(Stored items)
^^^^^^^^^^^^^^^^

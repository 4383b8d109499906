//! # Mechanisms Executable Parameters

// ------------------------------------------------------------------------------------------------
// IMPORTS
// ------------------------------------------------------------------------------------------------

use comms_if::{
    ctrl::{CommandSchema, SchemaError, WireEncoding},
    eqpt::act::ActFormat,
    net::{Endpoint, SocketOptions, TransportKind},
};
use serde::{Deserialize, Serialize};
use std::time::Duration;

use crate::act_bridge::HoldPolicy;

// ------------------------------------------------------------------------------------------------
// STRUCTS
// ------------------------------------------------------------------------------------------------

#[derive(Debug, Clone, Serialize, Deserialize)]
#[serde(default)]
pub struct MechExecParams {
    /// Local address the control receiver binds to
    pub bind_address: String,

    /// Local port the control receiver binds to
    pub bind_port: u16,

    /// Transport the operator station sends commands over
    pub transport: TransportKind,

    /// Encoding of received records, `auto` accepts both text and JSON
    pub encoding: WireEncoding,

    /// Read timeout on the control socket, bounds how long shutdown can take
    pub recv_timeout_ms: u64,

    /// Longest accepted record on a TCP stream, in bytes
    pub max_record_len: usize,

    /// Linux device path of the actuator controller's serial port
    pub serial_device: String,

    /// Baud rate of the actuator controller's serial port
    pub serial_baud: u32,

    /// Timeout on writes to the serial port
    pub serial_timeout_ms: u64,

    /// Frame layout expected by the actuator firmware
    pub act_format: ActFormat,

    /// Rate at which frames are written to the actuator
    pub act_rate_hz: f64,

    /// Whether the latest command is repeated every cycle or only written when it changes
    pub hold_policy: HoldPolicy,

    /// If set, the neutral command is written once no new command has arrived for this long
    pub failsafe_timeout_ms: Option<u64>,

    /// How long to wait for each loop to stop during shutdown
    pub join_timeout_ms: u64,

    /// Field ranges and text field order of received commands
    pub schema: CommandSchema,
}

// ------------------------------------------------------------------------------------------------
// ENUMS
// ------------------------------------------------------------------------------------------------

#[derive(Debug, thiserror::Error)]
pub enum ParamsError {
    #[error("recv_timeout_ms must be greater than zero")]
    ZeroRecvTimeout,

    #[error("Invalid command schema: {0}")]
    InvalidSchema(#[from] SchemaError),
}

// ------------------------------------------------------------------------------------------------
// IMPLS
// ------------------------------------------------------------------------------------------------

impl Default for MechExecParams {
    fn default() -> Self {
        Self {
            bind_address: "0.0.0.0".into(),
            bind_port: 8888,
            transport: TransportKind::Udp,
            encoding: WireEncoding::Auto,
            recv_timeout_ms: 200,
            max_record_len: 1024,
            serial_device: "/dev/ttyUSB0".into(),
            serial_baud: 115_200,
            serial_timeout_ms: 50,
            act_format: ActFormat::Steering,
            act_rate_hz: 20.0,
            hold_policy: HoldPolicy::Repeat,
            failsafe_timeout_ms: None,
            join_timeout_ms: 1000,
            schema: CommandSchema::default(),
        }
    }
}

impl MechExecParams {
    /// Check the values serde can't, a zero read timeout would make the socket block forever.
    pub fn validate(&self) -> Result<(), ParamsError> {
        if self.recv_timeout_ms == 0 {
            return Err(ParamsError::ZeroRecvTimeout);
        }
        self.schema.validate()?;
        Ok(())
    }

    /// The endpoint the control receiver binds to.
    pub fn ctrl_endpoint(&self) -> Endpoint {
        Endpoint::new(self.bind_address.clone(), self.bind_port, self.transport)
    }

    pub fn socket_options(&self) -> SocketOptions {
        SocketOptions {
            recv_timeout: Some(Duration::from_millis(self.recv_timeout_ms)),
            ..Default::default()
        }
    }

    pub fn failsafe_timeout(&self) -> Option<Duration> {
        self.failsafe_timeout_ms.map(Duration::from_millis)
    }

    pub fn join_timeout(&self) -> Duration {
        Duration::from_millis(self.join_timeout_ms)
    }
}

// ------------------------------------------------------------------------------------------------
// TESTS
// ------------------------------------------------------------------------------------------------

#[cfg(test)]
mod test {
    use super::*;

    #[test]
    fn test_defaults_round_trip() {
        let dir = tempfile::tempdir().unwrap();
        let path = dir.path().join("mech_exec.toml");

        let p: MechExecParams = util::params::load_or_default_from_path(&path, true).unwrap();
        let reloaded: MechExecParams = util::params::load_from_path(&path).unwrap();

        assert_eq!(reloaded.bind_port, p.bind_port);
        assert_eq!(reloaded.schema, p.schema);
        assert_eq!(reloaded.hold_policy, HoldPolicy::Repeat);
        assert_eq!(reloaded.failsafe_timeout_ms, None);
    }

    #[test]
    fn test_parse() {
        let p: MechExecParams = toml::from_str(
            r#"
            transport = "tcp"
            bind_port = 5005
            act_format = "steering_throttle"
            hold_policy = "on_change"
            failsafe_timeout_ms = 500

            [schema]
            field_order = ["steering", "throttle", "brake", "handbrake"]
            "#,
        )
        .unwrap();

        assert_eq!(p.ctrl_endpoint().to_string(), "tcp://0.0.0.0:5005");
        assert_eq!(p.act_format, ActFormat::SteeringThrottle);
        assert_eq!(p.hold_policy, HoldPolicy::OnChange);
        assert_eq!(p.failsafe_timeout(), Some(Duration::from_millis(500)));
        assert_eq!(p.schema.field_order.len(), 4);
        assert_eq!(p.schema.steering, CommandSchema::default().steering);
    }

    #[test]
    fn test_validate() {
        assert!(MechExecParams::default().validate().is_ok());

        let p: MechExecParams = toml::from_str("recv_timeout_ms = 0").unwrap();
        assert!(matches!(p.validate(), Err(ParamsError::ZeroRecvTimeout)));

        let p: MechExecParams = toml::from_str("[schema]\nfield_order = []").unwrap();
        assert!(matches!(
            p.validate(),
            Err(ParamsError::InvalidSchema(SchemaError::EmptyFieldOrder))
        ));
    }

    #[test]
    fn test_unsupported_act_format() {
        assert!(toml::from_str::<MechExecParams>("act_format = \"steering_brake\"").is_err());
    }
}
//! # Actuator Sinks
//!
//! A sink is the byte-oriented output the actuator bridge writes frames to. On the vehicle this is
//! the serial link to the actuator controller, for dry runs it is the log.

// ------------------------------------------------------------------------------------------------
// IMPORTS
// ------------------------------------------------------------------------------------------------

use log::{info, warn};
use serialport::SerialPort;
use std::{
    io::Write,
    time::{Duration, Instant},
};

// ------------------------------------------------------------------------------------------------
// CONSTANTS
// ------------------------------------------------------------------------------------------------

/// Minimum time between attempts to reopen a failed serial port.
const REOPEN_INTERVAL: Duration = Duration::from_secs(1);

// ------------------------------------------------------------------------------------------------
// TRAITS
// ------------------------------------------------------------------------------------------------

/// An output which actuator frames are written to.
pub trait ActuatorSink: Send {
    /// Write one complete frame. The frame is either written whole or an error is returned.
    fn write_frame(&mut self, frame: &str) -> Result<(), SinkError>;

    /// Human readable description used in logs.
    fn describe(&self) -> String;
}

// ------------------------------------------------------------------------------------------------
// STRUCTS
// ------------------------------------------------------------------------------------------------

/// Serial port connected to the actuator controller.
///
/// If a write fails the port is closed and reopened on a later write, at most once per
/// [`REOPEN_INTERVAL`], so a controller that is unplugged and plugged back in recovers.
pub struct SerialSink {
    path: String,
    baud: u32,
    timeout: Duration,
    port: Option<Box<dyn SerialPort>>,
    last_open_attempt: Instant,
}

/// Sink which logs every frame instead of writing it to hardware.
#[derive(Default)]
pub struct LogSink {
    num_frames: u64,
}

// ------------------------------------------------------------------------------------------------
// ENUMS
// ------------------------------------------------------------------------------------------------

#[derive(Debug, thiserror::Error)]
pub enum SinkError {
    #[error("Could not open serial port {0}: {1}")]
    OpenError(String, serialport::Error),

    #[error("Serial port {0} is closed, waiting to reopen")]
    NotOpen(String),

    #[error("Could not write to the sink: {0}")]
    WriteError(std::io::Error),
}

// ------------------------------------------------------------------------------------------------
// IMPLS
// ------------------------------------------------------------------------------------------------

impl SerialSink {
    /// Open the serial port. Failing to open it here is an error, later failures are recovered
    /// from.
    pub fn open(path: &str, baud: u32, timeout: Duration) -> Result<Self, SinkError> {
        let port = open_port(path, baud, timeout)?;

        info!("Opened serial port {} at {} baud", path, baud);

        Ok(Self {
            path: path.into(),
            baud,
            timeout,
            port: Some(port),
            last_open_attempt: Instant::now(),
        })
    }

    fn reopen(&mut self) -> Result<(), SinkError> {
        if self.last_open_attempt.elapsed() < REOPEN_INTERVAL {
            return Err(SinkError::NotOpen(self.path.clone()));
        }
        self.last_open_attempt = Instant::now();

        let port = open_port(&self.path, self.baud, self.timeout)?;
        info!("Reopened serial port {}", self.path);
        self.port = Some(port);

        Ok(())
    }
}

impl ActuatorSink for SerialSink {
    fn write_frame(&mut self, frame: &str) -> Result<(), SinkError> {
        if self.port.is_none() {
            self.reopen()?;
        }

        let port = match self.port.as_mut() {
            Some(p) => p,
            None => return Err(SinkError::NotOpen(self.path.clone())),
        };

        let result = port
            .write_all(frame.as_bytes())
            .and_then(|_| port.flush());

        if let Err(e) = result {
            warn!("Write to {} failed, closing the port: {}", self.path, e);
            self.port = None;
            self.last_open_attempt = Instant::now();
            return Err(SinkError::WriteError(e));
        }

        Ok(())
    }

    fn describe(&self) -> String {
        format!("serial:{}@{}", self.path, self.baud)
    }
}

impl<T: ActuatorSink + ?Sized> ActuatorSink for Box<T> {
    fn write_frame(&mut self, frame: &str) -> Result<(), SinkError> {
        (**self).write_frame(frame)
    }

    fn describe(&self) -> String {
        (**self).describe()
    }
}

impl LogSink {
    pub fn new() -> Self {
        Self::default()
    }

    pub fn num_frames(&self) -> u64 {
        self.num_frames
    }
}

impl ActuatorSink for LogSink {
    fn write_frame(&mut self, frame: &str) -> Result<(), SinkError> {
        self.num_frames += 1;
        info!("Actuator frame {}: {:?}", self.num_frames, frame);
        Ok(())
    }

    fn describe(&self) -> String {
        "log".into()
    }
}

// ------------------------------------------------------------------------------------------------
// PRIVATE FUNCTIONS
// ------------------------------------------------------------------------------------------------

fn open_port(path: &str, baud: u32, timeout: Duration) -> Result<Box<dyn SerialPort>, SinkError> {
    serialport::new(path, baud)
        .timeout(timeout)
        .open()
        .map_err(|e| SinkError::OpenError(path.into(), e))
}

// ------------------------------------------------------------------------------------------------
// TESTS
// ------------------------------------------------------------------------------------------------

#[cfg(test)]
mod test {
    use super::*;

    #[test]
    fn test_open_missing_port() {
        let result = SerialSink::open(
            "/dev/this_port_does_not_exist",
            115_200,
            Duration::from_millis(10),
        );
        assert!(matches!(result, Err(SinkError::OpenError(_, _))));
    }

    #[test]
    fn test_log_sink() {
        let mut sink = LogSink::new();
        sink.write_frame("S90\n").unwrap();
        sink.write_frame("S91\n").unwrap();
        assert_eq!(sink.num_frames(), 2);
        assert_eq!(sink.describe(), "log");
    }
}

^^^^^^^^^^^^^^^^

__YOUR GOAL__
Look through the records above for the word "ZeroRecvTimeout". Report how many lines contain it, as a bare number.

__RESPONSE AREA__
3